John let go of his prey and started to speak. He wanted to explain, to justify his intervention, to teach them that child beating was unacceptable, but at his first words the crowd appeared to grow even angrier, so he decided to fall silent. The girl scrabbled about among their feet until she had collected the very last fruit before finding refuge in the arms of her aggressor. A fat man with a grey moustache and a grey suit began to speak in an animated tone as John disintegrated into mist and fled.

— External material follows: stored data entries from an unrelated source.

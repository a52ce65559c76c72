//! Centralized error types for SkyView.
//!
//! Three kinds of failure exist:
//! - validation errors, rejected before any I/O and reported in place
//! - transport/provider errors, degraded to "data unavailable" by the weather flows
//! - storage errors, always surfaced to the caller since they risk losing favorites
//!
//! Use `user_message()` to get a message suitable for display.

use thiserror::Error;

/// Top-level application error type.
#[derive(Debug, Error)]
pub enum AppError {
    #[error("Validation error: {0}")]
    Validation(#[from] ValidationError),

    #[error("Network error: {0}")]
    Network(#[from] NetworkError),

    #[error("Database error: {0}")]
    Database(#[from] DatabaseError),

    #[error("Configuration error: {0}")]
    Config(#[from] ConfigError),

    #[error("Weather service error: {0}")]
    Weather(#[from] WeatherError),

    #[error("IO error: {0}")]
    Io(#[from] std::io::Error),

    #[error("{0}")]
    Other(anyhow::Error),
}

impl From<anyhow::Error> for AppError {
    /// Recovers a `ConfigError` carried inside an `anyhow::Error` from the config layer.
    fn from(err: anyhow::Error) -> Self {
        match err.downcast::<ConfigError>() {
            Ok(config) => AppError::Config(config),
            Err(err) => AppError::Other(err),
        }
    }
}

impl AppError {
    /// Returns a user-friendly message suitable for display.
    pub fn user_message(&self) -> &'static str {
        match self {
            AppError::Validation(e) => e.user_message(),
            AppError::Network(e) => e.user_message(),
            AppError::Database(e) => e.user_message(),
            AppError::Config(e) => e.user_message(),
            AppError::Weather(e) => e.user_message(),
            AppError::Io(_) => "A file operation failed. Please try again.",
            AppError::Other(_) => "An unexpected error occurred. Please try again.",
        }
    }
}

/// Input rejected before any network or storage call.
#[derive(Debug, Clone, PartialEq, Eq, Error)]
pub enum ValidationError {
    #[error("Search query is empty")]
    EmptyQuery,

    #[error("Invalid coordinates: lat={lat}, lon={lon}")]
    InvalidCoordinates { lat: String, lon: String },

    #[error("City name is empty")]
    EmptyName,
}

impl ValidationError {
    pub fn user_message(&self) -> &'static str {
        match self {
            ValidationError::EmptyQuery => "Enter a city name to search.",
            ValidationError::InvalidCoordinates { .. } => {
                "The selected location has invalid coordinates."
            }
            ValidationError::EmptyName => "Select a city before adding it to favorites.",
        }
    }
}

/// Network-related errors (HTTP, connectivity).
#[derive(Debug, Error)]
pub enum NetworkError {
    #[error("Connection failed: {0}")]
    ConnectionFailed(String),

    #[error("Request timed out")]
    Timeout,

    #[error("Server error: {status} - {message}")]
    ServerError { status: u16, message: String },

    #[error("Invalid response: {0}")]
    InvalidResponse(String),
}

impl NetworkError {
    pub fn user_message(&self) -> &'static str {
        match self {
            NetworkError::ConnectionFailed(_) => {
                "Unable to connect. Check your internet connection."
            }
            NetworkError::Timeout => "The request timed out. Please try again.",
            NetworkError::ServerError { status, .. } if *status >= 500 => {
                "The server is experiencing issues. Please try again later."
            }
            NetworkError::ServerError { .. } => "The request failed. Please try again.",
            NetworkError::InvalidResponse(_) => {
                "Received an unexpected response. Please try again."
            }
        }
    }
}

/// Database/storage errors (SQLite favorites table).
#[derive(Debug, Error)]
pub enum DatabaseError {
    #[error("Database connection failed: {0}")]
    ConnectionFailed(String),

    #[error("Query failed: {0}")]
    QueryFailed(String),

    #[error("Data corruption detected: {0}")]
    Corruption(String),
}

impl DatabaseError {
    pub fn user_message(&self) -> &'static str {
        match self {
            DatabaseError::ConnectionFailed(_) => {
                "Unable to open the favorites database. Check file permissions."
            }
            DatabaseError::QueryFailed(_) => "Saving favorites failed. Please try again.",
            DatabaseError::Corruption(_) => {
                "The favorites database may be corrupted. Consider deleting it."
            }
        }
    }
}

/// Configuration errors.
#[derive(Debug, Error)]
pub enum ConfigError {
    #[error("Invalid configuration: {0}")]
    Invalid(String),

    #[error("Configuration parse error: {0}")]
    ParseError(String),
}

impl ConfigError {
    pub fn user_message(&self) -> &'static str {
        match self {
            ConfigError::Invalid(_) => "Invalid configuration. Check your settings.",
            ConfigError::ParseError(_) => "Configuration file is malformed. Check your settings.",
        }
    }
}

/// Weather data errors shown to the user.
#[derive(Debug, Clone, PartialEq, Eq, Error)]
pub enum WeatherError {
    #[error("Weather data unavailable")]
    Unavailable,
}

impl WeatherError {
    pub fn user_message(&self) -> &'static str {
        match self {
            WeatherError::Unavailable => "Could not get weather data. Please try again.",
        }
    }
}

/// Extension trait for converting reqwest errors to our error types.
pub trait ReqwestErrorExt {
    fn into_network_error(self) -> NetworkError;
}

impl ReqwestErrorExt for reqwest::Error {
    fn into_network_error(self) -> NetworkError {
        if self.is_timeout() {
            NetworkError::Timeout
        } else if self.is_decode() {
            NetworkError::InvalidResponse(self.to_string())
        } else if let Some(status) = self.status() {
            NetworkError::ServerError {
                status: status.as_u16(),
                message: self.to_string(),
            }
        } else {
            NetworkError::ConnectionFailed(self.to_string())
        }
    }
}

/// Extension trait for converting rusqlite errors to our error types.
pub trait RusqliteErrorExt {
    fn into_database_error(self) -> DatabaseError;
}

impl RusqliteErrorExt for rusqlite::Error {
    fn into_database_error(self) -> DatabaseError {
        match &self {
            rusqlite::Error::SqliteFailure(err, _)
                if err.code == rusqlite::ErrorCode::CannotOpen =>
            {
                DatabaseError::ConnectionFailed(self.to_string())
            }
            rusqlite::Error::SqliteFailure(err, _)
                if err.code == rusqlite::ErrorCode::DatabaseCorrupt
                    || err.code == rusqlite::ErrorCode::NotADatabase =>
            {
                DatabaseError::Corruption(self.to_string())
            }
            _ => DatabaseError::QueryFailed(self.to_string()),
        }
    }
}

The drops of condensation slowly merged, swelling into 3D until they extricated themselves from the glass surface of the booth and formed the figure of John West. He found himself sitting on a white, plastic seat at one of the Meeting Points of a busy international transport hub, watching the purposeful trudge of travellers. The story went that if he stayed there long enough the whole world would pass through right before his eyes. But time was an element he did not yet control.
He was unsure what to do next. He could visit any corner of the world in an instant, but nowhere particularly appealed to him. Wherever he decided to go he would be met by barriers of flawed, imperfect glass, and try as he might he would not be able to see clearly through its tainted opacity. Perhaps it was time to head for home.
He crept back into his neighbourhood under the cover of darkness, back to himself and his solitary meditation, far too tired to notice how, just streets away from his own door, a terrified daughter made out through her tears the menacing figure of her drunken father, while mother, lost in a trance of incomprehension, stared out the window at the rain which fell, silently, continuously.